◆ WHAT IS REQUIRED:
Every line of the data below that holds the string "initial" needs to be reported.

(Collected data)
[Start of Attachment]

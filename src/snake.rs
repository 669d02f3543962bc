use std::collections::VecDeque;

use log::warn;

use crate::geometry::{Direction, Pos, Size};

#[derive(Clone, Copy, Debug, PartialEq, Eq)]
pub struct Step {
    pub new_head: Pos,
    pub old_head: Pos,
    // Cell the tail left, if the tail moved.
    pub vacated: Option<Pos>,
}

// Segments front to back: index 0 is the head, the last one the tail.
#[derive(Debug, Clone)]
pub struct Snake {
    segments: VecDeque<Pos>,
    max_length: usize,
    pending_growth: bool,
    vacated: Option<Pos>,
}

impl Snake {
    pub fn new(head: Pos, length: u16, direction: Direction, max_length: usize, size: Size) -> Self {
        let behind = direction.opposite().into();
        let mut segments = VecDeque::with_capacity(max_length);
        let mut pos = head;
        for _ in 0..length {
            segments.push_back(pos);
            pos = pos.wrapped_add(behind, size);
        }

        Snake {
            segments,
            max_length,
            pending_growth: false,
            vacated: None,
        }
    }

    #[cfg(test)]
    pub fn from_segments(segments: impl IntoIterator<Item = Pos>) -> Self {
        Snake {
            segments: segments.into_iter().collect(),
            max_length: crate::config::MAX_SNAKE_LENGTH,
            pending_growth: false,
            vacated: None,
        }
    }

    pub fn head(&self) -> Pos {
        self.segments[0]
    }

    pub fn segments(&self) -> impl Iterator<Item = &Pos> {
        self.segments.iter()
    }

    pub fn len(&self) -> usize {
        self.segments.len()
    }

    // Leaving through an exit gap lands just inside the opposite edge
    pub fn next_head(&self, direction: Direction, size: Size) -> Pos {
        let new_head = self.head().wrapped_add(direction.into(), size);
        size.through_exit(new_head).unwrap_or(new_head)
    }

    pub fn advance(&mut self, direction: Direction, size: Size) -> Step {
        let old_head = self.head();
        let new_head = self.next_head(direction, size);

        self.segments.push_front(new_head);
        let vacated = if self.pending_growth {
            self.pending_growth = false;
            None
        } else {
            self.segments.pop_back()
        };
        self.vacated = vacated;

        Step {
            new_head,
            old_head,
            vacated,
        }
    }

    // Adds one segment. Re-attaches the tail the last `advance` left behind,
    // or keeps the tail on the next `advance` if nothing was vacated.
    // Returns whether the tail was re-attached right away.
    pub fn grow(&mut self) -> bool {
        if self.segments.len() >= self.max_length {
            warn!("Snake already at maximum length {}", self.max_length);
            return false;
        }

        match self.vacated.take() {
            Some(tail) => {
                self.segments.push_back(tail);
                true
            }
            None => {
                self.pending_growth = true;
                false
            }
        }
    }

    pub fn self_collides(&self, new_head: Pos) -> bool {
        self.segments.iter().skip(1).any(|pos| *pos == new_head)
    }
}

#[cfg(test)]
mod tests {
    use super::*;

    const BOARD: Size = Size {
        width: 80,
        height: 40,
    };

    fn straight_snake(head: Pos, length: u16, direction: Direction) -> Snake {
        Snake::new(head, length, direction, 100, BOARD)
    }

    #[test]
    fn test_new_snake_trails_behind_head() {
        let snake = straight_snake(Pos::new(40, 20), 10, Direction::Right);

        assert_eq!(snake.len(), 10);
        assert_eq!(snake.head(), Pos::new(40, 20));
        let xs: Vec<u16> = snake.segments().map(|pos| pos.x).collect();
        assert_eq!(xs, (31..=40).rev().collect::<Vec<_>>());
        assert!(snake.segments().all(|pos| pos.y == 20));
    }

    #[test]
    fn test_advance_moves_head_one_cell() {
        for dir in [
            Direction::Up,
            Direction::Down,
            Direction::Left,
            Direction::Right,
        ] {
            // Start heading Up so every direction but Down is a legal turn;
            // advance itself does not care about reversals.
            let mut snake = straight_snake(Pos::new(40, 20), 4, Direction::Up);
            let old = snake.head();
            let step = snake.advance(dir, BOARD);

            let dx = (step.new_head.x as i32 - old.x as i32).abs();
            let dy = (step.new_head.y as i32 - old.y as i32).abs();
            assert_eq!(dx + dy, 1, "moving {:?}", dir);
            assert_eq!(step.old_head, old);
        }
    }

    #[test]
    fn test_snake_movement() {
        let mut snake = straight_snake(Pos::new(40, 20), 3, Direction::Right);
        let initial: Vec<Pos> = snake.segments().copied().collect();

        let step = snake.advance(Direction::Right, BOARD);

        assert_eq!(step.new_head, Pos::new(41, 20));
        assert_eq!(step.vacated, Some(initial[2]), "Tail was removed");
        let moved: Vec<Pos> = snake.segments().copied().collect();
        assert_eq!(moved, vec![Pos::new(41, 20), initial[0], initial[1]]);
        assert_eq!(snake.len(), 3, "Length remained the same");
    }

    #[test]
    fn test_grow_reattaches_vacated_tail() {
        let mut snake = straight_snake(Pos::new(40, 20), 10, Direction::Right);
        let step = snake.advance(Direction::Right, BOARD);

        assert!(snake.grow());
        assert_eq!(snake.len(), 11);
        assert_eq!(snake.segments().last().copied(), step.vacated);

        // Growth is permanent
        snake.advance(Direction::Right, BOARD);
        assert_eq!(snake.len(), 11);
    }

    #[test]
    fn test_grow_before_advance_keeps_next_tail() {
        let mut snake = straight_snake(Pos::new(40, 20), 3, Direction::Right);

        assert!(!snake.grow());
        let step = snake.advance(Direction::Right, BOARD);
        assert_eq!(step.vacated, None);
        assert_eq!(snake.len(), 4);

        let step = snake.advance(Direction::Right, BOARD);
        assert!(step.vacated.is_some());
        assert_eq!(snake.len(), 4);
    }

    #[test]
    fn test_grow_stops_at_max_length() {
        let mut snake = Snake::new(Pos::new(40, 20), 3, Direction::Right, 3, BOARD);
        snake.advance(Direction::Right, BOARD);
        assert!(!snake.grow());
        assert_eq!(snake.len(), 3);
    }

    #[test]
    fn test_tight_loop_self_collision() {
        // Head at (5,5) heading Down, body curls round to its left:
        //   (4,4) (5,4)
        //   (4,5) (5,5)<head
        let snake = Snake::from_segments([
            Pos::new(5, 5),
            Pos::new(5, 4),
            Pos::new(4, 4),
            Pos::new(4, 5),
        ]);

        // Turning Left runs into the tail segment
        let new_head = snake.next_head(Direction::Left, BOARD);
        assert_eq!(new_head, Pos::new(4, 5));
        assert!(snake.self_collides(new_head));
        assert!(snake.self_collides(Pos::new(5, 4)));
    }

    #[test]
    fn test_head_position_is_not_a_self_hit() {
        let snake = Snake::from_segments([Pos::new(5, 5), Pos::new(4, 5), Pos::new(3, 5)]);
        assert!(!snake.self_collides(Pos::new(5, 5)));
        assert!(snake.self_collides(Pos::new(4, 5)));
        assert!(!snake.self_collides(Pos::new(8, 8)));
    }

    #[test]
    fn test_open_move_does_not_self_collide() {
        let mut snake = Snake::from_segments([
            Pos::new(5, 5),
            Pos::new(5, 4),
            Pos::new(4, 4),
            Pos::new(4, 5),
        ]);

        for direction in [Direction::Right, Direction::Down] {
            let new_head = snake.next_head(direction, BOARD);
            assert!(!snake.self_collides(new_head), "moving {:?}", direction);
            snake.advance(direction, BOARD);
        }
    }

    #[test]
    fn test_wraparound_through_right_exit() {
        let mut snake = straight_snake(Pos::new(78, 20), 3, Direction::Right);
        let step = snake.advance(Direction::Right, BOARD);
        assert_eq!(step.new_head, Pos::new(1, 20));
    }

    #[test]
    fn test_wraparound_through_top_exit() {
        let mut snake = straight_snake(Pos::new(40, 1), 3, Direction::Up);
        let step = snake.advance(Direction::Up, BOARD);
        assert_eq!(step.new_head, Pos::new(40, 38));
    }

    #[test]
    fn test_non_exit_border_does_not_wrap() {
        let mut snake = straight_snake(Pos::new(78, 21), 3, Direction::Right);
        let step = snake.advance(Direction::Right, BOARD);
        assert_eq!(step.new_head, Pos::new(79, 21));
    }

    #[test]
    fn test_next_head_matches_advance() {
        let mut snake = straight_snake(Pos::new(78, 20), 3, Direction::Right);
        let predicted = snake.next_head(Direction::Right, BOARD);
        assert_eq!(snake.head(), Pos::new(78, 20), "next_head does not move");
        assert_eq!(snake.advance(Direction::Right, BOARD).new_head, predicted);
    }
}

[End of Attachment]

◆ TASK RESULT:
        let initial: Vec<Pos> = snake.segments().copied().collect();
        assert_eq!(step.vacated, Some(initial[2]), "Tail was removed");
        assert_eq!(moved, vec![Pos::new(41, 20), initial[0], initial[1]]);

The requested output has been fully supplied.